Neither, to be fair, is the libretto, cribbed by an anonymous writer for Handel from an original book by Silvio Stampiglia, and here delivered in a coarsely colloquial translation by Amanda Holden. Though the opera is named for Partenope, she is a character to whom one does not easily warm; though her enemy/rejected lover Emilio (John Mark Ainsley) is clearly supposed to be the primo uomo, he is drawn so sketchily, and takes such small part in the opera's core emotional intrigue, that he fades into the background. Alden's production seizes upon this, resolving the issue of what to do with him by giving him more of an observer role.
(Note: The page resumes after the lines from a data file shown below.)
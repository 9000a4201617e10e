//! Deploy-time inputs and the constraints their values must satisfy.

use std::fmt::{Debug, Formatter, Result as FmtResult};

use itertools::Itertools;
use regex::Regex;
use serde::ser::SerializeMap;
use serde::{Deserialize, Serialize, Serializer};
use strum_macros::{AsRefStr, Display, EnumString};
use utoipa::ToSchema;

use crate::error::{REDACTED, TemplateError};

/// The wire types a parameter can be declared with.
#[derive(
    Debug,
    Clone,
    Copy,
    Default,
    PartialEq,
    Eq,
    Hash,
    Serialize,
    Deserialize,
    ToSchema,
    Display,
    EnumString,
    AsRefStr,
)]
pub enum ParameterType {
    #[default]
    String,
    Number,
    #[serde(rename = "List<Number>")]
    #[strum(serialize = "List<Number>")]
    NumberList,
    CommaDelimitedList,
}

impl ParameterType {
    /// Types that accept `MinValue` / `MaxValue`.
    pub fn is_numeric(&self) -> bool {
        matches!(self, Self::Number | Self::NumberList)
    }

    /// Types that accept `MinLength` / `MaxLength` / `AllowedPattern`.
    pub fn is_textual(&self) -> bool {
        matches!(self, Self::String | Self::CommaDelimitedList)
    }
}

/// Length, range and pattern constraints on a parameter value.
#[derive(Debug, Clone, Default, PartialEq)]
pub struct Constraints {
    pub min_length: Option<usize>,
    pub max_length: Option<usize>,
    pub min_value: Option<f64>,
    pub max_value: Option<f64>,
    /// Must match the whole value.
    pub allowed_pattern: Option<String>,
}

impl Constraints {
    fn has_length(&self) -> bool {
        self.min_length.is_some() || self.max_length.is_some()
    }

    fn has_range(&self) -> bool {
        self.min_value.is_some() || self.max_value.is_some()
    }
}

/// A named, typed input to the template.
///
/// Built with chained setters and registered with
/// [`crate::TemplateBuilder::declare_parameter`], which validates it.
#[derive(Clone, PartialEq)]
pub struct Parameter {
    name: String,
    kind: ParameterType,
    default: Option<String>,
    description: Option<String>,
    allowed_values: Option<Vec<String>>,
    constraints: Constraints,
    constraint_description: Option<String>,
    no_echo: bool,
    absent: Option<String>,
    group: Option<String>,
    label: Option<String>,
}

impl Parameter {
    pub fn new(name: impl Into<String>, kind: ParameterType) -> Self {
        Parameter {
            name: name.into(),
            kind,
            default: None,
            description: None,
            allowed_values: None,
            constraints: Constraints::default(),
            constraint_description: None,
            no_echo: false,
            absent: None,
            group: None,
            label: None,
        }
    }

    pub fn string(name: impl Into<String>) -> Self {
        Parameter::new(name, ParameterType::String)
    }

    pub fn number(name: impl Into<String>) -> Self {
        Parameter::new(name, ParameterType::Number)
    }

    pub fn default_value(mut self, value: impl Into<String>) -> Self {
        self.default = Some(value.into());
        self
    }

    pub fn description(mut self, description: impl Into<String>) -> Self {
        self.description = Some(description.into());
        self
    }

    pub fn allowed_values<I, S>(mut self, values: I) -> Self
    where
        I: IntoIterator<Item = S>,
        S: Into<String>,
    {
        self.allowed_values = Some(values.into_iter().map(Into::into).collect());
        self
    }

    pub fn constraints(mut self, constraints: Constraints) -> Self {
        self.constraints = constraints;
        self
    }

    pub fn min_length(mut self, n: usize) -> Self {
        self.constraints.min_length = Some(n);
        self
    }

    pub fn max_length(mut self, n: usize) -> Self {
        self.constraints.max_length = Some(n);
        self
    }

    pub fn min_value(mut self, n: f64) -> Self {
        self.constraints.min_value = Some(n);
        self
    }

    pub fn max_value(mut self, n: f64) -> Self {
        self.constraints.max_value = Some(n);
        self
    }

    pub fn allowed_pattern(mut self, pattern: impl Into<String>) -> Self {
        self.constraints.allowed_pattern = Some(pattern.into());
        self
    }

    pub fn constraint_description(mut self, description: impl Into<String>) -> Self {
        self.constraint_description = Some(description.into());
        self
    }

    /// Never surface this parameter's value in logs, errors or previews.
    pub fn no_echo(mut self) -> Self {
        self.no_echo = true;
        self
    }

    /// Make the parameter optional, using `sentinel` as the "no value" marker.
    ///
    /// The sentinel is rendered first in the allowed values and becomes the
    /// default when no other default is set. It must still satisfy the type,
    /// length, range and pattern constraints.
    pub fn optional(mut self, sentinel: impl Into<String>) -> Self {
        self.absent = Some(sentinel.into());
        self
    }

    /// Console group the parameter is listed under.
    pub fn group(mut self, group: impl Into<String>) -> Self {
        self.group = Some(group.into());
        self
    }

    /// Console label shown instead of the logical id.
    pub fn label(mut self, label: impl Into<String>) -> Self {
        self.label = Some(label.into());
        self
    }

    pub fn name(&self) -> &str {
        &self.name
    }

    pub fn kind(&self) -> ParameterType {
        self.kind
    }

    pub fn is_no_echo(&self) -> bool {
        self.no_echo
    }

    /// The sentinel meaning "no value", for optional parameters.
    pub fn absent_value(&self) -> Option<&str> {
        self.absent.as_deref()
    }

    pub fn group_name(&self) -> Option<&str> {
        self.group.as_deref()
    }

    pub fn label_text(&self) -> Option<&str> {
        self.label.as_deref()
    }

    /// The default rendered into the document.
    pub fn effective_default(&self) -> Option<&str> {
        self.default.as_deref().or(self.absent.as_deref())
    }

    /// The allowed values rendered into the document, sentinel first.
    pub fn effective_allowed_values(&self) -> Option<Vec<&str>> {
        let allowed = self.allowed_values.as_ref()?;
        let mut out: Vec<&str> = Vec::with_capacity(allowed.len() + 1);
        if let Some(sentinel) = self.absent.as_deref() {
            if !allowed.iter().any(|v| v == sentinel) {
                out.push(sentinel);
            }
        }
        out.extend(allowed.iter().map(String::as_str));
        Some(out)
    }

    /// Check the parameter's own definition, then its default.
    pub fn check_definition(&self) -> Result<(), TemplateError> {
        let c = &self.constraints;

        if self.allowed_values.as_ref().is_some_and(Vec::is_empty) {
            return Err(self.violation("AllowedValues must not be empty"));
        }
        if c.has_length() && !self.kind.is_textual() {
            return Err(self.violation(format!(
                "MinLength/MaxLength do not apply to {} parameters",
                self.kind
            )));
        }
        if c.allowed_pattern.is_some() && !self.kind.is_textual() {
            return Err(self.violation(format!(
                "AllowedPattern does not apply to {} parameters",
                self.kind
            )));
        }
        if c.has_range() && !self.kind.is_numeric() {
            return Err(self.violation(format!(
                "MinValue/MaxValue do not apply to {} parameters",
                self.kind
            )));
        }
        if let (Some(min), Some(max)) = (c.min_length, c.max_length) {
            if min > max {
                return Err(self.violation(format!(
                    "MinLength {min} is greater than MaxLength {max}"
                )));
            }
        }
        for (label, bound) in [("MinValue", c.min_value), ("MaxValue", c.max_value)] {
            if bound.is_some_and(|n| !n.is_finite()) {
                return Err(self.violation(format!("{label} must be a finite number")));
            }
        }
        if let (Some(min), Some(max)) = (c.min_value, c.max_value) {
            if min > max {
                return Err(self.violation(format!(
                    "MinValue {min} is greater than MaxValue {max}"
                )));
            }
        }
        self.compiled_pattern()?;

        // The sentinel is rendered as an allowed value and possibly the default,
        // so it must still satisfy the type and the other constraints.
        if let Some(sentinel) = &self.absent {
            self.check_value("sentinel", sentinel)?;
        }
        if let Some(default) = &self.default {
            self.check_value("default", default)?;
        }
        Ok(())
    }

    /// Check a value supplied for this parameter against its constraints.
    pub fn validate_value(&self, value: &str) -> Result<(), TemplateError> {
        self.check_value("value", value)
    }

    /// How a value of this parameter may be shown in diagnostics.
    pub fn display_value(&self, value: &str) -> String {
        if self.no_echo {
            REDACTED.to_string()
        } else {
            format!("'{value}'")
        }
    }

    fn check_value(&self, what: &str, value: &str) -> Result<(), TemplateError> {
        let shown = self.display_value(value);

        if let Some(allowed) = self.effective_allowed_values() {
            if !allowed.contains(&value) {
                return Err(self.violation(format!(
                    "{what} {shown} is not one of the allowed values [{}]",
                    allowed.iter().join(", ")
                )));
            }
        }

        match self.kind {
            ParameterType::Number => self.check_number(what, &shown, value)?,
            ParameterType::NumberList => {
                for item in value.split(',') {
                    self.check_number(what, &shown, item)?;
                }
            }
            ParameterType::String | ParameterType::CommaDelimitedList => {
                self.check_length(what, &shown, value)?;
                if let Some(re) = self.compiled_pattern()? {
                    if !re.is_match(value) {
                        return Err(self.violation(format!(
                            "{what} {shown} does not match AllowedPattern '{}'",
                            self.constraints.allowed_pattern.as_deref().unwrap_or_default()
                        )));
                    }
                }
            }
        }
        Ok(())
    }

    fn check_number(&self, what: &str, shown: &str, value: &str) -> Result<(), TemplateError> {
        let n = value
            .trim()
            .parse::<f64>()
            .ok()
            .filter(|n| n.is_finite())
            .ok_or_else(|| self.violation(format!("{what} {shown} is not a number")))?;

        if let Some(min) = self.constraints.min_value {
            if n < min {
                return Err(self.violation(format!("{what} {shown} is less than MinValue {min}")));
            }
        }
        if let Some(max) = self.constraints.max_value {
            if n > max {
                return Err(
                    self.violation(format!("{what} {shown} is greater than MaxValue {max}"))
                );
            }
        }
        Ok(())
    }

    fn check_length(&self, what: &str, shown: &str, value: &str) -> Result<(), TemplateError> {
        let len = value.chars().count();
        if let Some(min) = self.constraints.min_length {
            if len < min {
                return Err(self.violation(format!(
                    "{what} {shown} is shorter than MinLength {min}"
                )));
            }
        }
        if let Some(max) = self.constraints.max_length {
            if len > max {
                return Err(self.violation(format!(
                    "{what} {shown} is longer than MaxLength {max}"
                )));
            }
        }
        Ok(())
    }

    fn compiled_pattern(&self) -> Result<Option<Regex>, TemplateError> {
        let Some(pattern) = self.constraints.allowed_pattern.as_deref() else {
            return Ok(None);
        };
        Regex::new(&format!("^(?:{pattern})$"))
            .map(Some)
            .map_err(|e| {
                self.violation(format!("AllowedPattern '{pattern}' is not a valid pattern: {e}"))
            })
    }

    fn violation(&self, constraint: impl Into<String>) -> TemplateError {
        let mut constraint = constraint.into();
        if let Some(description) = &self.constraint_description {
            constraint.push_str(&format!(" ({description})"));
        }
        TemplateError::constraint(format!("parameter '{}'", self.name), constraint)
    }
}

impl Debug for Parameter {
    fn fmt(&self, f: &mut Formatter<'_>) -> FmtResult {
        let default = self
            .default
            .as_deref()
            .map(|d| if self.no_echo { REDACTED } else { d });
        f.debug_struct("Parameter")
            .field("name", &self.name)
            .field("kind", &self.kind)
            .field("default", &default)
            .field("allowed_values", &self.allowed_values)
            .field("constraints", &self.constraints)
            .field("no_echo", &self.no_echo)
            .field("absent", &self.absent)
            .finish_non_exhaustive()
    }
}

/// Renders whole numbers without a fractional part.
struct Bound(f64);

impl Serialize for Bound {
    fn serialize<S: Serializer>(&self, ser: S) -> Result<S::Ok, S::Error> {
        if self.0.fract() == 0.0 && self.0.abs() < i64::MAX as f64 {
            ser.serialize_i64(self.0 as i64)
        } else {
            ser.serialize_f64(self.0)
        }
    }
}

impl Serialize for Parameter {
    fn serialize<S: Serializer>(&self, ser: S) -> Result<S::Ok, S::Error> {
        let c = &self.constraints;
        let mut map = ser.serialize_map(None)?;
        map.serialize_entry("Type", self.kind.as_ref())?;
        if let Some(default) = self.effective_default() {
            map.serialize_entry("Default", default)?;
        }
        if let Some(description) = &self.description {
            map.serialize_entry("Description", description)?;
        }
        if let Some(allowed) = self.effective_allowed_values() {
            map.serialize_entry("AllowedValues", &allowed)?;
        }
        if let Some(pattern) = &c.allowed_pattern {
            map.serialize_entry("AllowedPattern", pattern)?;
        }
        if let Some(n) = c.min_length {
            map.serialize_entry("MinLength", &n)?;
        }
        if let Some(n) = c.max_length {
            map.serialize_entry("MaxLength", &n)?;
        }
        if let Some(n) = c.min_value {
            map.serialize_entry("MinValue", &Bound(n))?;
        }
        if let Some(n) = c.max_value {
            map.serialize_entry("MaxValue", &Bound(n))?;
        }
        if let Some(description) = &self.constraint_description {
            map.serialize_entry("ConstraintDescription", description)?;
        }
        if self.no_echo {
            map.serialize_entry("NoEcho", &true)?;
        }
        map.end()
    }
}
In the context of the production's arty milieu, Emilio is characterised as Man Ray, with the often bizarre situations between the characters being set up and captured by him on film. At the start of the opera, the production exacerbates the problems caused by this detached characterisation; at the first interval I was dreading the prospect of a further two hours of empty posturing and artistic pretension, with any inconsistencies in the dramatic development being explained away with the blanket excuse that it's all in the cause of surrealism.
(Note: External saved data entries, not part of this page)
//! Data model for template declarations.
//!
//! Rendered forms:
//! - Parameter reference: `{"Ref": "DatabaseClass"}`
//! - Guard: `{"Fn::Not": [{"Fn::Equals": [{"Ref": "DomainName"}, ""]}]}`
//! - Guard reuse inside another guard: `{"Condition": "HasCertificate"}`
//! - Selection: `{"Fn::If": ["HasCertificate", <on_true>, <on_false>]}`
//! - Omitted field: `{"Ref": "AWS::NoValue"}`, or dropped where it is a field
//!   of a mapping or an element of a list.
//!
//! Logical ids are alphanumeric. Parameters and resources share the `Ref`
//! symbol space; guards and outputs each have their own.

mod condition;
mod document;
mod logical_id;
mod namespace;
mod output;
mod parameter;
mod resource;
mod value;

pub use condition::{Condition, Guard, MAX_COMPOSITE_OPERANDS, MIN_COMPOSITE_OPERANDS, Operand};
pub use document::Document;
pub use logical_id::{
    GuardMarker, GuardRef, LogicalId, NamespaceMarker, OutputMarker, OutputRef, ParameterMarker,
    ParameterRef, ResourceMarker, ResourceRef, validate_logical_id,
};
pub use namespace::Namespace;
pub use output::Output;
pub use parameter::{Constraints, Parameter, ParameterType};
pub use resource::{Resource, RetentionPolicy};
pub use value::{OMIT, Pseudo, Reference, Value};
Fortunately, there are also characters we really care about, and it is they who sustain the story long enough for the development of dramatic interest and a bit more emotional realism in the second and third acts. First there's Arsace (Christine Rice), the spoilt cad who has won Partenope's heart, having conveniently forgotten to mention the lover whom he abandoned and still hankers after. Then there's Rosmira (Patricia Bardon), the abandoned lover in question, who (despite having been instantly recognised by Arsace) has disguised herself as a warrior by the name of Eurimene and followed him to a foreign land in search of both reconciliation and retribution. She is, by some margin, the most complex and sympathetic of the protagonists, and her central obsession with the feckless and unworthy Arsace is the source of some of the opera's most rewarding music. Finally there's Armindo, the diffident bumbling youth who is Partenope's best prospect for genuine happiness but who doesn't have the guts to say so.
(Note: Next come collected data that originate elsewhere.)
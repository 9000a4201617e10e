//! Typed handles naming a declaration inside one namespace.

use std::fmt::{Display, Formatter, Result as FmtResult};
use std::marker::PhantomData;

use once_cell::sync::Lazy;
use regex::Regex;
use serde::{Deserialize, Serialize};

use crate::error::TemplateError;

use super::namespace::Namespace;

const MAX_LOGICAL_ID_LEN: usize = 255;

static LOGICAL_ID: Lazy<Regex> = Lazy::new(|| Regex::new(r"^[A-Za-z0-9]+$").unwrap());

/// Ties a marker type to the namespace its handles live in.
pub trait NamespaceMarker {
    fn namespace() -> Namespace;
}

/// Marker type for parameters
#[derive(Debug, Clone, PartialEq, Eq, Hash, Serialize, Deserialize)]
pub enum ParameterMarker {}

/// Marker type for guards
#[derive(Debug, Clone, PartialEq, Eq, Hash, Serialize, Deserialize)]
pub enum GuardMarker {}

/// Marker type for resources
#[derive(Debug, Clone, PartialEq, Eq, Hash, Serialize, Deserialize)]
pub enum ResourceMarker {}

/// Marker type for outputs
#[derive(Debug, Clone, PartialEq, Eq, Hash, Serialize, Deserialize)]
pub enum OutputMarker {}

impl NamespaceMarker for ParameterMarker {
    fn namespace() -> Namespace {
        Namespace::Parameter
    }
}

impl NamespaceMarker for GuardMarker {
    fn namespace() -> Namespace {
        Namespace::Guard
    }
}

impl NamespaceMarker for ResourceMarker {
    fn namespace() -> Namespace {
        Namespace::Resource
    }
}

impl NamespaceMarker for OutputMarker {
    fn namespace() -> Namespace {
        Namespace::Output
    }
}

/// A logical id, typed by the namespace it points into.
///
/// Handles are returned by the builder's `declare_*` calls, but they can also be
/// constructed by name; whether the name is actually declared is checked when
/// the handle is used.
#[derive(Debug, Clone, PartialEq, Eq, Hash, Serialize, Deserialize)]
#[serde(transparent)]
pub struct LogicalId<T> {
    name: String,
    #[serde(skip)]
    _marker: PhantomData<T>,
}

impl<T> LogicalId<T> {
    pub fn new(name: impl Into<String>) -> Self {
        LogicalId {
            name: name.into(),
            _marker: PhantomData,
        }
    }

    pub fn name(&self) -> &str {
        &self.name
    }
}

impl<T: NamespaceMarker> LogicalId<T> {
    pub fn namespace(&self) -> Namespace {
        T::namespace()
    }
}

impl<T> Display for LogicalId<T> {
    fn fmt(&self, f: &mut Formatter<'_>) -> FmtResult {
        write!(f, "{}", self.name)
    }
}

/// Handle to a declared parameter.
pub type ParameterRef = LogicalId<ParameterMarker>;

/// Handle to a registered guard.
pub type GuardRef = LogicalId<GuardMarker>;

/// Handle to a declared resource.
pub type ResourceRef = LogicalId<ResourceMarker>;

/// Handle to a declared output.
pub type OutputRef = LogicalId<OutputMarker>;

/// Check that `name` is a valid logical id: alphanumeric, 1 to 255 characters.
pub fn validate_logical_id(namespace: Namespace, name: &str) -> Result<(), TemplateError> {
    let reason = if name.is_empty() {
        "must not be empty"
    } else if name.len() > MAX_LOGICAL_ID_LEN {
        "must be at most 255 characters"
    } else if !LOGICAL_ID.is_match(name) {
        "must contain only ASCII letters and digits"
    } else {
        return Ok(());
    };

    Err(TemplateError::InvalidName {
        namespace,
        name: name.to_string(),
        reason: reason.to_string(),
    })
}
As John Mark Ainsley's role contained some thanklessly unmemorable music, and Rosemary Joshua's coloratura and intonation were wayward at times, the three subsidiary characters also supplied the best value in terms of musical satisfaction. Rice's all-guns-blazing revenge aria at the close of Act 2 was delivered with pinpoint accuracy and a gutsy warmth of tone, and her puppyish arrogance was thoroughly convincing. What the score lacks in grand Handelian tragic arias, it attempts to compensate with some shorter episodes of heartfelt and honest music for Rosmira and occasionally as well as for Arsace; their third-act duet is one of the musical high points. Bardon suffered a glitch of some sort at the start of her Act 1 aria, but otherwise gave a well-rounded and musically sensitive performance. And it was fitting that Iestyn Davies gave the best and most memorable (if not the flashiest) vocal performance of the evening; it is his clarity, assurance and straightforwardness which at last succeed in winning Partenope.

Partenope_005.pngFull company

It was a decent ensemble cast, in a score which contains more multiple-voice numbers than are normally found in Handel, and all was held tautly together in the pit by ENO débutant Christian Curnyn, more usually found at the artistic helm of the Early Opera Company.

As hit-and-miss as the production concept is, it underlines the inexplicable and bizarre ways in which seemingly poised and sophisticated people are driven to act in the pursuit of love.